Developed jointly by California-based Niantic and Nintendo-affiliate Pokemon Co., the game hit the U.S. market on July 6, followed by Europe. It made its way to Japan on July 22. The app is now distributed in more than 70 countries and regions, including in entire Central and South America.
Combined downloads on Apple's App Store and Google Play, Google's app and media store, topped 100 million over the past weekend, according to American research firm App Annie. As of Thursday, "Pokemon Go" stood at the top of the App Store ranking. The game was the runner-up among free apps on Google Play.
Although "Pokemon Go" is free to download, players can purchase PokeBalls and other items within the app. App Annie estimates the game earns over $10 million a day in sales.

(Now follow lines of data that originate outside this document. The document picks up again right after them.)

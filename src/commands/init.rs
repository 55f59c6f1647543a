use std::fs;
use std::path::Path;

use crate::config::{DEFAULT_PLAN_ROOT, SharkConfig, default_file_patterns};
use crate::error::{Result, SharkError};
use crate::output::Format;
use crate::workflow::Workflow;

/// Scaffold `.sharkconfig.json`, the plan root, and the database schema.
pub fn run(project_root: &Path, format: Format) -> Result<()> {
    if SharkConfig::path(project_root).exists() {
        return Err(SharkError::AlreadyInitialized);
    }

    let config = SharkConfig {
        status_flow: Some(Workflow::default_graph()),
        special_statuses: Some(Workflow::default_special()),
        status_verbs: Some(Workflow::default_verbs()),
        file_patterns: default_file_patterns(),
        ..Default::default()
    };
    config.workflow()?;
    config.save(project_root)?;
    fs::create_dir_all(project_root.join(DEFAULT_PLAN_ROOT))?;

    // Opening the handle creates the database file and schema.
    super::with_store(project_root, &config, None, |_store| Ok(()))?;

    match format {
        Format::Json => println!(
            "{}",
            serde_json::json!({"initialized": true, "root": project_root.display().to_string()})
        ),
        _ => println!("initialized shark project at {}", project_root.display()),
    }
    Ok(())
}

In Japan, some companies have received a lift from the Pokenomics bonanza. Just before the game debuted domestically, electronics chain operator Yodobashi Camera set up sales space dedicated to selling smartphone chargers and similar devices in all of its stores. Because the app eats up a lot of battery power, recent sales of chargers have reportedly quadrupled from a year earlier.
McDonald's Holdings (Japan) saw July same-store sales jump 26.6% on the year, the company reported Thursday. The operator of fast-food restaurants turned all of its outlets into Pokemon "gyms" and "PokeStops," boosting customer traffic. For Nintendo, sales of Pokemon games released over a year ago for the 3DS handheld console have gotten a shot in the arm.
Benefits can also be seen outside of financial statements. A children's hospital affiliated with the University of Michigan is using "Pokemon Go" for rehabilitation purposes.
On the other hand, the app is also blamed for a number of traffic violations and other woes. In Japan, there were 727 cases between July 22 and Tuesday involving people caught playing the game while operating vehicles. Elsewhere, a New Jersey homeowner is suing three companies including Niantic, claiming that pocket monsters placed in his backyard invited trespassers.